I used to have this rectangular, six-inch long pencil eraser with the words, “To Err Is Human,” printed on the top. It was a birthday present when I was a young girl. Since then, in my career as a writer, it would have come in handy more than a few times.
Writers write. When we write non-fiction in newspapers and magazines, we write what we know to be true, usually backed up by research and interviews. Writing is one thing. Publication is another thing entirely. Work that is published in print, online, via TV, or radio broadcast, will be consumed by the public. They will take in your words. It’s a heavy responsibility. What’s in print today may become the basis for someone’s dinner conversation tomorrow. Here’s where the immortal words of VIU Journalism instructor Richard Dunstan come in: “You have to hate being wrong.”

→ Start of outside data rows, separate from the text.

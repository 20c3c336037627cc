//! The verifier: batch, submission and workflow state behind one API.
//!
//! A host (a UI, or the `dochub` CLI) keeps one [`Verifier`] and calls
//! [`add`](Verifier::add), [`remove`](Verifier::remove) and
//! [`submit`](Verifier::submit) in response to user gestures. Submitting
//! never touches the batch; changing the batch clears the last outcome.
//!
//! Hosts that must not hold `&mut Verifier` across the request (an event
//! loop that keeps handling input while a request runs) use the split form:
//!
//! ```rust,no_run
//! # use dochub_verify::{Verifier, VerifierConfig};
//! # async fn run(mut verifier: Verifier) -> Result<(), dochub_verify::VerifyError> {
//! let pending = verifier.begin_submit()?;
//! let handle = tokio::spawn(pending.run());
//! // ... the user may add or remove files meanwhile ...
//! let (ticket, outcome) = handle.await.expect("task panicked");
//! let applied = verifier.complete_submit(ticket, outcome);
//! # let _ = applied;
//! # Ok(())
//! # }
//! ```
//!
//! Every ticket from `begin_submit` must be closed with either
//! [`complete_submit`](Verifier::complete_submit) or
//! [`abandon_submit`](Verifier::abandon_submit); until then the verifier
//! stays `Submitting`. [`submit`](Verifier::submit) does this itself, also
//! when its future is dropped before the request finishes.

use crate::batch::{AddReport, UploadBatch};
use crate::config::VerifierConfig;
use crate::document::Document;
use crate::error::VerifyError;
use crate::output::VerificationOutcome;
use crate::pipeline::input;
use crate::pipeline::submit::{PreparedRequest, SubmissionController};
use crate::workflow::{Phase, Ticket, WorkflowEvent, WorkflowState};
use tracing::debug;

/// Stateful façade over the upload batch and submission workflow.
#[derive(Debug)]
pub struct Verifier {
    batch: UploadBatch,
    controller: SubmissionController,
    state: WorkflowState,
    download_timeout_secs: u64,
}

/// A submission that has been started but not yet run.
///
/// Owns the encoded batch snapshot, so it is `'static` and can be moved to
/// another task. Dropping it does not notify the verifier: pass its ticket to
/// [`Verifier::abandon_submit`].
#[derive(Debug)]
pub struct PendingSubmission {
    ticket: Ticket,
    request: PreparedRequest,
    controller: SubmissionController,
}

impl PendingSubmission {
    pub fn ticket(&self) -> Ticket {
        self.ticket
    }

    /// Number of documents in the request.
    pub fn documents(&self) -> usize {
        self.request.documents()
    }

    /// Issue the request. Request failures are part of the outcome.
    pub async fn run(self) -> (Ticket, VerificationOutcome) {
        let outcome = self.controller.send(self.request).await;
        (self.ticket, outcome)
    }
}

impl Verifier {
    pub fn new(config: &VerifierConfig) -> Result<Self, VerifyError> {
        Ok(Self {
            batch: UploadBatch::new(config.limits.clone()),
            controller: SubmissionController::new(config)?,
            state: WorkflowState::new(),
            download_timeout_secs: config.download_timeout_secs,
        })
    }

    /// Read local paths and download URLs with the configured download
    /// timeout. One result per input, in input order; nothing is staged.
    pub async fn load_documents<S: AsRef<str>>(
        &self,
        inputs: &[S],
    ) -> Vec<Result<Document, VerifyError>> {
        input::load_documents(inputs, self.download_timeout_secs).await
    }

    /// Stage files. Clears the last outcome if at least one was accepted.
    pub fn add<I>(&mut self, files: I) -> AddReport
    where
        I: IntoIterator<Item = Document>,
    {
        let report = self.batch.add(files);
        if report.accepted > 0 {
            self.apply(WorkflowEvent::BatchChanged);
        }
        report
    }

    /// Unstage the document at `index` and release its preview.
    pub fn remove(&mut self, index: usize) -> Result<Document, VerifyError> {
        let doc = self.batch.remove(index)?;
        self.apply(WorkflowEvent::BatchChanged);
        Ok(doc)
    }

    /// Unstage everything.
    pub fn clear(&mut self) {
        let had_documents = !self.batch.is_empty();
        self.batch.clear();
        if had_documents {
            self.apply(WorkflowEvent::BatchChanged);
        }
    }

    /// Submit the batch and wait for the outcome.
    ///
    /// # Errors
    /// [`VerifyError::EmptyBatch`] if nothing is staged (no request is made).
    ///
    /// If the returned future is dropped before the request finishes, the
    /// submission is abandoned and the verifier goes back to `Idle`.
    pub async fn submit(&mut self) -> Result<VerificationOutcome, VerifyError> {
        let pending = self.begin_submit()?;
        let mut guard = AbandonOnDrop {
            verifier: self,
            ticket: Some(pending.ticket()),
        };
        let (ticket, outcome) = pending.run().await;
        guard.ticket = None;
        guard.verifier.complete_submit(ticket, outcome.clone());
        Ok(outcome)
    }

    /// Move to `Submitting` and return the request to run.
    ///
    /// # Errors
    /// [`VerifyError::EmptyBatch`] if nothing is staged;
    /// [`VerifyError::SubmitInProgress`] if a submission is in flight.
    pub fn begin_submit(&mut self) -> Result<PendingSubmission, VerifyError> {
        if self.batch.is_empty() {
            return Err(VerifyError::EmptyBatch);
        }
        if self.state.is_submitting() {
            return Err(VerifyError::SubmitInProgress);
        }
        let request = self.controller.prepare(&self.batch.snapshot())?;
        self.apply(WorkflowEvent::SubmitStarted);
        let ticket = self
            .state
            .in_flight()
            .ok_or_else(|| VerifyError::Internal("submission started without a ticket".into()))?;

        Ok(PendingSubmission {
            ticket,
            request,
            controller: self.controller.clone(),
        })
    }

    /// Record the outcome of a submission.
    ///
    /// Returns `false` when the ticket is stale (the batch changed after the
    /// request started) and the outcome was dropped.
    pub fn complete_submit(&mut self, ticket: Ticket, outcome: VerificationOutcome) -> bool {
        let current = self.state.in_flight() == Some(ticket);
        if !current {
            debug!("Discarding outcome for stale submission {:?}", ticket);
        }
        self.apply(WorkflowEvent::SubmitFinished { ticket, outcome });
        current
    }

    /// Close a submission that will never complete, e.g. a dropped
    /// [`PendingSubmission`]. Returns `false` when the ticket is not the one
    /// in flight.
    pub fn abandon_submit(&mut self, ticket: Ticket) -> bool {
        let current = self.state.in_flight() == Some(ticket);
        if current {
            debug!("Abandoning submission {:?}", ticket);
        }
        self.apply(WorkflowEvent::SubmitAbandoned { ticket });
        current
    }

    pub fn batch(&self) -> &UploadBatch {
        &self.batch
    }

    pub fn state(&self) -> &WorkflowState {
        &self.state
    }

    pub fn phase(&self) -> Phase {
        self.state.phase()
    }

    pub fn outcome(&self) -> Option<&VerificationOutcome> {
        self.state.outcome()
    }

    fn apply(&mut self, event: WorkflowEvent) {
        let next = self.state.reduce(event);
        if next.phase() != self.state.phase() {
            debug!("Workflow {:?} → {:?}", self.state.phase(), next.phase());
        }
        self.state = next;
    }
}

/// Abandons the armed ticket if [`Verifier::submit`] is dropped mid-await.
struct AbandonOnDrop<'a> {
    verifier: &'a mut Verifier,
    ticket: Option<Ticket>,
}

impl Drop for AbandonOnDrop<'_> {
    fn drop(&mut self) {
        if let Some(ticket) = self.ticket.take() {
            self.verifier.abandon_submit(ticket);
        }
    }
}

In the last issue of The Navigator, issue number 13, we printed some incorrect information. When this was discovered we immediately corrected the online version of the article, but the print paper is gone, it’s out there in the world. We deeply regret the error. We hate being wrong. But it happens in publications large and small. In the immortal words of my gigantic pencil eraser, “To Err Is Human.”
It’s not like we reported on a non-existent political sex scandal or false financial information that hurt stock prices. The consequences of our mistake don’t reach investors or Parliament Hill, but wrong is wrong, and wrong we were.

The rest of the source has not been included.